CQFD Research team
Quality control and dynamic reliability
The core component of our scientific agenda focuses on the development of statistical and probabilistic methods for the modeling and the optimization of complex systems. These systems require mathematical representations which are in essence dynamic and stochastic with discrete and/or continuous variables. This increasing complexity poses genuine scientific challenges that can be addressed through complementary approaches and methodologies:
- Modeling: design and analysis of realistic and tractable models for such complex real-life systems taking into account various probabilistic phenomena;
- Estimation and evaluation: developing theoretical and computational methods in order to estimate the parameters of the model and to evaluate the performance of the system;
- Optimal Control: developing theoretical and numerical control tools to optimize the performance.
- For the statistical part, we are especially interested in dimension reduction approaches in semi-parametric modeling and exploratory data analysis. The common aim is to estimate lower dimensional subspaces minimizing the loss of some statistical information.

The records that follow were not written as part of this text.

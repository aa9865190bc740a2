// dtos/notificationdtos.rs
use serde::{Deserialize, Serialize};
use uuid::Uuid;
use validator::Validate;

use crate::models::notificationmodel::Notification;

#[derive(Serialize, Deserialize, Validate)]
pub struct NotificationQueryDto {
    #[validate(range(min = 1))]
    pub page: Option<usize>,
    #[validate(range(min = 1, max = 100))]
    pub limit: Option<usize>,
}

#[derive(Debug, Deserialize)]
pub struct MarkReadDto {
    pub notification_ids: Option<Vec<Uuid>>,
}

#[derive(Debug, Serialize)]
pub struct NotificationListResponseDto {
    pub status: String,
    pub notifications: Vec<Notification>,
    pub total: i64,
    pub unread_count: i64,
    pub page: u32,
    pub limit: u32,
}
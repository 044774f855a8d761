use alloy_primitives::{Address, B256, Bytes, U64};
use serde::{Deserialize, Serialize};
use std::fmt;
use std::str::FromStr;
use thiserror::Error;

/// Number of adoption slots in the deployed contract.
pub const PET_COUNT: usize = 16;

#[derive(Debug, Clone, Copy, PartialEq, Eq)]
pub struct Pet {
    pub name: &'static str,
    pub breed: &'static str,
    pub age: &'static str,
}

#[derive(Debug, Clone, Copy, Error, PartialEq, Eq)]
#[error("pet index {0} is outside the catalog (0..{PET_COUNT})")]
pub struct InvalidPetId(pub usize);

/// Index of a pet in the catalog, guaranteed to address a contract slot.
#[derive(Debug, Clone, Copy, PartialEq, Eq, PartialOrd, Ord, Hash)]
pub struct PetId(u8);

impl PetId {
    pub fn new(index: usize) -> Result<Self, InvalidPetId> {
        if index < PET_COUNT {
            Ok(Self(index as u8))
        } else {
            Err(InvalidPetId(index))
        }
    }

    pub fn index(self) -> usize {
        usize::from(self.0)
    }

    pub fn all() -> impl Iterator<Item = PetId> {
        (0..PET_COUNT as u8).map(PetId)
    }
}

impl fmt::Display for PetId {
    fn fmt(&self, f: &mut fmt::Formatter<'_>) -> fmt::Result {
        write!(f, "{}", self.0)
    }
}

#[derive(Debug, Clone, Copy, PartialEq, Eq)]
pub enum AdoptionStatus {
    Unclaimed,
    Claimed(Address),
}

impl AdoptionStatus {
    pub fn from_adopter(adopter: Address) -> Self {
        if adopter.is_zero() {
            Self::Unclaimed
        } else {
            Self::Claimed(adopter)
        }
    }

    pub fn is_claimed(&self) -> bool {
        matches!(self, Self::Claimed(_))
    }
}

/// Local mirror of the contract's fixed-size `adopters` array.
#[derive(Debug, Clone, PartialEq, Eq)]
pub struct AdopterTable {
    slots: [Address; PET_COUNT],
}

impl Default for AdopterTable {
    fn default() -> Self {
        Self {
            slots: [Address::ZERO; PET_COUNT],
        }
    }
}

impl AdopterTable {
    /// Builds a table from any read result: missing slots stay zero, extra
    /// slots are dropped.
    pub fn normalize<I>(adopters: I) -> Self
    where
        I: IntoIterator<Item = Address>,
    {
        let mut table = Self::default();
        for (slot, adopter) in table.slots.iter_mut().zip(adopters) {
            *slot = adopter;
        }
        table
    }

    pub fn status(&self, pet: PetId) -> AdoptionStatus {
        AdoptionStatus::from_adopter(self.slots[pet.index()])
    }

    /// Folds a fresh read into the mirror. A claimed slot is never reset to
    /// zero since adoption cannot be undone on-chain.
    pub fn merge(&mut self, fresh: &AdopterTable) {
        for (known, incoming) in self.slots.iter_mut().zip(fresh.slots.iter()) {
            if !incoming.is_zero() || known.is_zero() {
                *known = *incoming;
            }
        }
    }

    pub fn record_claim(&mut self, pet: PetId, adopter: Address) {
        self.slots[pet.index()] = adopter;
    }

    pub fn clear(&mut self) {
        self.slots = [Address::ZERO; PET_COUNT];
    }

    pub fn iter(&self) -> impl Iterator<Item = (PetId, AdoptionStatus)> + '_ {
        PetId::all().map(|pet| (pet, self.status(pet)))
    }

    pub fn claimed_count(&self) -> usize {
        self.slots.iter().filter(|slot| !slot.is_zero()).count()
    }
}

/// Shortens an address for display as `0x1234...abcd`. Values of ten
/// characters or fewer are returned unchanged.
pub fn short_address(address: &str) -> String {
    let chars: Vec<char> = address.chars().collect();
    if chars.len() <= 10 {
        return address.to_owned();
    }
    let head: String = chars[..6].iter().collect();
    let tail: String = chars[chars.len() - 4..].iter().collect();
    format!("{head}...{tail}")
}

#[derive(Debug, Clone, Error, PartialEq, Eq)]
#[error("invalid chain id: {0:?}")]
pub struct InvalidChainId(pub String);

/// EIP-155 chain id. Wallets report it as a `0x`-prefixed hex quantity.
#[derive(Debug, Clone, Copy, PartialEq, Eq, Hash)]
pub struct ChainId(pub u64);

impl ChainId {
    pub fn to_hex(self) -> String {
        format!("{:#x}", self.0)
    }
}

impl fmt::Display for ChainId {
    fn fmt(&self, f: &mut fmt::Formatter<'_>) -> fmt::Result {
        write!(f, "{:#x}", self.0)
    }
}

impl FromStr for ChainId {
    type Err = InvalidChainId;

    fn from_str(s: &str) -> Result<Self, Self::Err> {
        let trimmed = s.trim();
        let parsed = match trimmed
            .strip_prefix("0x")
            .or_else(|| trimmed.strip_prefix("0X"))
        {
            Some(hex) => u64::from_str_radix(hex, 16),
            None => trimmed.parse::<u64>(),
        };
        parsed.map(ChainId).map_err(|_| InvalidChainId(s.to_owned()))
    }
}

impl Serialize for ChainId {
    fn serialize<S: serde::Serializer>(&self, serializer: S) -> Result<S::Ok, S::Error> {
        serializer.serialize_str(&self.to_hex())
    }
}

impl<'de> Deserialize<'de> for ChainId {
    fn deserialize<D: serde::Deserializer<'de>>(deserializer: D) -> Result<Self, D::Error> {
        let raw = String::deserialize(deserializer)?;
        raw.parse().map_err(serde::de::Error::custom)
    }
}

// ── Wallet RPC parameter types ──

#[derive(Debug, Clone, Serialize, Deserialize, PartialEq, Eq)]
#[serde(rename_all = "camelCase")]
pub struct SwitchEthereumChainParameter {
    pub chain_id: ChainId,
}

#[derive(Debug, Clone, Serialize, Deserialize, PartialEq, Eq)]
pub struct NativeCurrency {
    pub name: String,
    pub symbol: String,
    pub decimals: u8,
}

/// EIP-3085 `wallet_addEthereumChain` parameter.
#[derive(Debug, Clone, Serialize, Deserialize, PartialEq, Eq)]
#[serde(rename_all = "camelCase")]
pub struct AddEthereumChainParameter {
    pub chain_id: ChainId,
    pub chain_name: String,
    pub native_currency: NativeCurrency,
    pub rpc_urls: Vec<String>,
    pub block_explorer_urls: Vec<String>,
}

#[derive(Debug, Clone, Serialize, Deserialize, PartialEq, Eq)]
pub struct CallRequest {
    pub to: Address,
    pub data: Bytes,
}

#[derive(Debug, Clone, Serialize, Deserialize, PartialEq, Eq)]
pub struct TransactionRequest {
    pub from: Address,
    pub to: Address,
    pub data: Bytes,
    pub gas: U64,
}

#[derive(Debug, Clone, Serialize, Deserialize, PartialEq, Eq)]
#[serde(rename_all = "camelCase")]
pub struct TransactionReceipt {
    pub transaction_hash: B256,
    #[serde(default)]
    pub block_number: Option<U64>,
    #[serde(default)]
    pub status: Option<U64>,
}

impl TransactionReceipt {
    /// Pre-Byzantium receipts carry no status and are treated as successful.
    pub fn succeeded(&self) -> bool {
        self.status.is_none_or(|status| status != U64::ZERO)
    }
}
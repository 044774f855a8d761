//! Global application state.
//!
//! Uses `RefCell`-wrapped `thread_local!` storage (WASM is single-threaded).

use crate::provider::InjectedProvider;
use crate::view::PageView;
use gloo_storage::{LocalStorage, Storage, errors::StorageError};
use ps_dapp_core::{AdoptionController, DappConfig};
use std::cell::RefCell;
use std::rc::Rc;
use tracing::{info, warn};

/// localStorage key holding a JSON [`DappConfig`] override.
pub const CONFIG_KEY: &str = "ps_dapp_config";

pub type PageController = AdoptionController<InjectedProvider, PageView>;

thread_local! {
    static CONTROLLER: RefCell<Option<Rc<PageController>>> = const { RefCell::new(None) };
}

pub fn set_controller(controller: Rc<PageController>) {
    CONTROLLER.with(|c| *c.borrow_mut() = Some(controller));
}

pub fn controller() -> Option<Rc<PageController>> {
    CONTROLLER.with(|c| c.borrow().clone())
}

/// Defaults, unless the page's localStorage carries an override. A broken
/// override is logged and ignored.
pub fn load_config() -> DappConfig {
    match LocalStorage::get::<DappConfig>(CONFIG_KEY) {
        Ok(config) => {
            info!(contract = %config.contract_address, "using stored dApp config");
            config
        }
        Err(StorageError::KeyNotFound(_)) => DappConfig::default(),
        Err(err) => {
            warn!(%err, key = CONFIG_KEY, "ignoring invalid stored config");
            DappConfig::default()
        }
    }
}
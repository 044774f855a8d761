//! Event binding.
//!
//! Wires the page and wallet listeners. Handlers look the controller up in
//! [`state`](crate::state) and run async work via
//! `wasm_bindgen_futures::spawn_local`.

use crate::dom::Elements;
use crate::provider::InjectedProvider;
use crate::state::{self, PageController};
use alloy_primitives::Address;
use ps_api_types::ChainId;
use std::rc::Rc;
use tracing::{debug, warn};
use wasm_bindgen::JsCast;
use wasm_bindgen::prelude::*;
use web_sys::Element;

/// Helper: attach an async click handler that receives the controller.
macro_rules! on_click_async {
    ($el:expr, $handler:expr) => {{
        let cb = Closure::wrap(Box::new(move |_: web_sys::MouseEvent| {
            let Some(controller) = state::controller() else {
                return;
            };
            wasm_bindgen_futures::spawn_local(async move {
                $handler(controller).await;
            });
        }) as Box<dyn FnMut(_)>);
        $el.add_event_listener_with_callback("click", cb.as_ref().unchecked_ref())?;
        cb.forget();
    }};
}

async fn connect(controller: Rc<PageController>) {
    // Failures have already been reported to the user.
    let _ = controller.connect_wallet().await;
}

/// Pet index of the adopt button under a click, if any.
fn clicked_pet(event: &web_sys::MouseEvent) -> Option<usize> {
    let target = event.target()?.dyn_into::<Element>().ok()?;
    let button = target.closest(".adopt-btn").ok()??;
    button.get_attribute("data-id")?.parse().ok()
}

/// Bind page listeners. Call once after init.
pub fn bind_events(els: &Elements) -> Result<(), JsValue> {
    on_click_async!(els.connect_button, connect);

    // Cards are re-rendered, so adopt clicks are delegated to the container.
    let cb = Closure::wrap(Box::new(move |event: web_sys::MouseEvent| {
        let Some(index) = clicked_pet(&event) else {
            return;
        };
        let Some(controller) = state::controller() else {
            return;
        };
        wasm_bindgen_futures::spawn_local(async move {
            let _ = controller.submit_adoption(index).await;
        });
    }) as Box<dyn FnMut(_)>);
    els.pets_row
        .add_event_listener_with_callback("click", cb.as_ref().unchecked_ref())?;
    cb.forget();

    Ok(())
}

/// Bind `chainChanged` and `accountsChanged` on the injected wallet.
pub fn bind_provider_events(provider: &InjectedProvider) -> Result<(), JsValue> {
    provider.on(
        "chainChanged",
        Closure::wrap(Box::new(move |payload: JsValue| {
            let chain_id = payload
                .as_string()
                .and_then(|raw| raw.parse::<ChainId>().ok());
            if let Some(controller) = state::controller() {
                controller.on_chain_changed(chain_id);
            }
        }) as Box<dyn FnMut(JsValue)>),
    )?;

    provider.on(
        "accountsChanged",
        Closure::wrap(Box::new(move |payload: JsValue| {
            let accounts = parse_accounts(&payload);
            debug!(count = accounts.len(), "accountsChanged");
            let Some(controller) = state::controller() else {
                return;
            };
            wasm_bindgen_futures::spawn_local(async move {
                controller.on_accounts_changed(accounts).await;
            });
        }) as Box<dyn FnMut(JsValue)>),
    )?;

    Ok(())
}

fn parse_accounts(payload: &JsValue) -> Vec<Address> {
    let Some(array) = payload.dyn_ref::<js_sys::Array>() else {
        warn!("accountsChanged payload is not an array");
        return Vec::new();
    };
    array
        .iter()
        .filter_map(|value| value.as_string())
        .filter_map(|raw| raw.parse::<Address>().ok())
        .collect()
}
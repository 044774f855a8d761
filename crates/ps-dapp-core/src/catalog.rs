use ps_api_types::{PET_COUNT, Pet, PetId};

use crate::view::AdoptionView;

/// Pets on offer, one per contract slot, in slot order.
pub const CATALOG: [Pet; PET_COUNT] = [
    Pet {
        name: "Apollo",
        breed: "Siberian Husky",
        age: "2 years",
    },
    Pet {
        name: "Luna",
        breed: "Cocker Spaniel",
        age: "1 year",
    },
    Pet {
        name: "Rex",
        breed: "German Shepherd",
        age: "4 years",
    },
    Pet {
        name: "Daisy",
        breed: "Beagle",
        age: "6 months",
    },
    Pet {
        name: "Ziggy",
        breed: "Poodle (Toy)",
        age: "3 months",
    },
    Pet {
        name: "Nova",
        breed: "Rottweiler",
        age: "3 years",
    },
    Pet {
        name: "Finn",
        breed: "Dachshund",
        age: "2 years",
    },
    Pet {
        name: "Willow",
        breed: "Shih Tzu",
        age: "5 years",
    },
    Pet {
        name: "Kobe",
        breed: "Labrador Retriever",
        age: "1 year",
    },
    Pet {
        name: "Zoe",
        breed: "Corgi",
        age: "2 years",
    },
    Pet {
        name: "Milo",
        breed: "Pomeranian",
        age: "8 months",
    },
    Pet {
        name: "Skye",
        breed: "Border Collie",
        age: "4 years",
    },
    Pet {
        name: "Bear",
        breed: "Great Dane",
        age: "3 years",
    },
    Pet {
        name: "Nala",
        breed: "Samoyed",
        age: "2 years",
    },
    Pet {
        name: "Jasper",
        breed: "Chow Chow",
        age: "3 months",
    },
    Pet {
        name: "Ollie",
        breed: "Boston Terrier",
        age: "1 year",
    },
];

pub fn pet(id: PetId) -> &'static Pet {
    &CATALOG[id.index()]
}

/// Replaces the container contents with one card per catalog entry.
/// Adopt buttons start disabled; they are enabled once a wallet session
/// exists and the slot is known to be free.
pub fn render_catalog<V: AdoptionView + ?Sized>(view: &V) {
    view.clear_catalog();
    for id in PetId::all() {
        view.append_card(id, pet(id));
        view.set_adopt_button(id, crate::view::ADOPT_LABEL, false);
    }
}

#[cfg(test)]
mod tests {
    use super::*;
    use crate::testing::RecordingView;

    #[test]
    fn renders_one_card_per_pet_in_order() {
        let view = RecordingView::default();
        render_catalog(&view);

        let cards = view.cards();
        assert_eq!(cards.len(), PET_COUNT);
        for (index, (id, name)) in cards.iter().enumerate() {
            assert_eq!(id.index(), index);
            assert_eq!(*name, CATALOG[index].name);
        }
        assert_eq!(cards[0].1, "Apollo");
        assert_eq!(cards[15].1, "Ollie");
    }

    #[test]
    fn rerender_does_not_duplicate_cards() {
        let view = RecordingView::default();
        render_catalog(&view);
        render_catalog(&view);
        assert_eq!(view.cards().len(), PET_COUNT);
    }

    #[test]
    fn adopt_buttons_start_disabled() {
        let view = RecordingView::default();
        render_catalog(&view);
        assert!(PetId::all().all(|id| !view.button(id).1));
    }
}
//! DOM element bindings.
//!
//! All fields are resolved once at startup. Cards and their buttons are
//! rendered later and are looked up by their `data-*` attributes instead.

use gloo_utils::document;
use wasm_bindgen::prelude::*;
use web_sys::{Element, HtmlButtonElement};

// ── Helpers ──

pub fn by_id(id: &str) -> Option<Element> {
    document().get_element_by_id(id)
}

pub fn by_id_typed<T: JsCast>(id: &str) -> Option<T> {
    by_id(id).and_then(|e| e.dyn_into::<T>().ok())
}

pub fn query(selector: &str) -> Option<Element> {
    document().query_selector(selector).ok()?
}

pub fn query_typed<T: JsCast>(selector: &str) -> Option<T> {
    query(selector).and_then(|e| e.dyn_into::<T>().ok())
}

pub fn create(tag: &str, class: &str) -> Result<Element, JsValue> {
    let el = document().create_element(tag)?;
    el.set_class_name(class);
    Ok(el)
}

pub fn set_text(el: &Element, text: &str) {
    el.set_text_content(Some(text));
}

pub fn set_button(btn: &HtmlButtonElement, label: &str, enabled: bool) {
    btn.set_text_content(Some(label));
    btn.set_disabled(!enabled);
}

/// Adopt button of the card rendered for pet `index`.
pub fn adopt_button(index: usize) -> Option<HtmlButtonElement> {
    query_typed(&format!(".adopt-btn[data-id=\"{index}\"]"))
}

/// Adopter line of the card rendered for pet `index`.
pub fn adopter_info(index: usize) -> Option<Element> {
    query(&format!("[data-adopter-id=\"{index}\"]"))
}

// ── Elements struct ──

/// Static page elements the dApp drives.
/// Clone-friendly (all inner types are reference-counted via JS GC).
#[derive(Clone)]
pub struct Elements {
    pub pets_row: Element,
    pub connect_button: HtmlButtonElement,
    pub account_display: Element,
}

macro_rules! get_el {
    ($id:expr) => {
        by_id($id).ok_or_else(|| JsValue::from_str(concat!("missing #", $id)))?
    };
}

macro_rules! get_button {
    ($id:expr) => {
        by_id_typed::<HtmlButtonElement>($id)
            .ok_or_else(|| JsValue::from_str(concat!("missing button #", $id)))?
    };
}

impl Elements {
    /// Resolve all DOM references. Call once after DOMContentLoaded.
    pub fn bind() -> Result<Elements, JsValue> {
        Ok(Elements {
            pets_row: get_el!("petsRow"),
            connect_button: get_button!("connectButton"),
            account_display: get_el!("accountDisplay"),
        })
    }
}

- The control part is focused on theoretical and numerical aspects of stochastic optimal control of two general classes of stochastic processes: piecewise deterministic Markov processes and Markov decision processes.
International and industrial relations
International collaborations :
Eduardo Fontura Costa (Universidade de Sao Paulo, Brazil); Oswaldo Luiz do Valle Costa (Escola Politecnica da Universidade de Sao Paulo, Brazil); Benoit Liquet (The University of Queensland, Australia); Davy Paindaveine (Université Libre de Bruxelles); Alexei Piunovskiy (University of Liverpool, United Kingdom); Tomas Prieto-Rumeau (UNED, Madrid, Spain); Yi Zhang (University of Liverpool, United Kingdom).
Industrial collaborations :
Astrium Space Transportation; Airbus Defence & Space; DCNS; EDF; LyRe; Thales Optronique
Keywords: Markov chain; Piecewise Deterministic Markov Processes Markov Decision Processes; Dimension Reduction Models; Stochastic control; semi parametric and non parametric modeling; multivariate data analysis.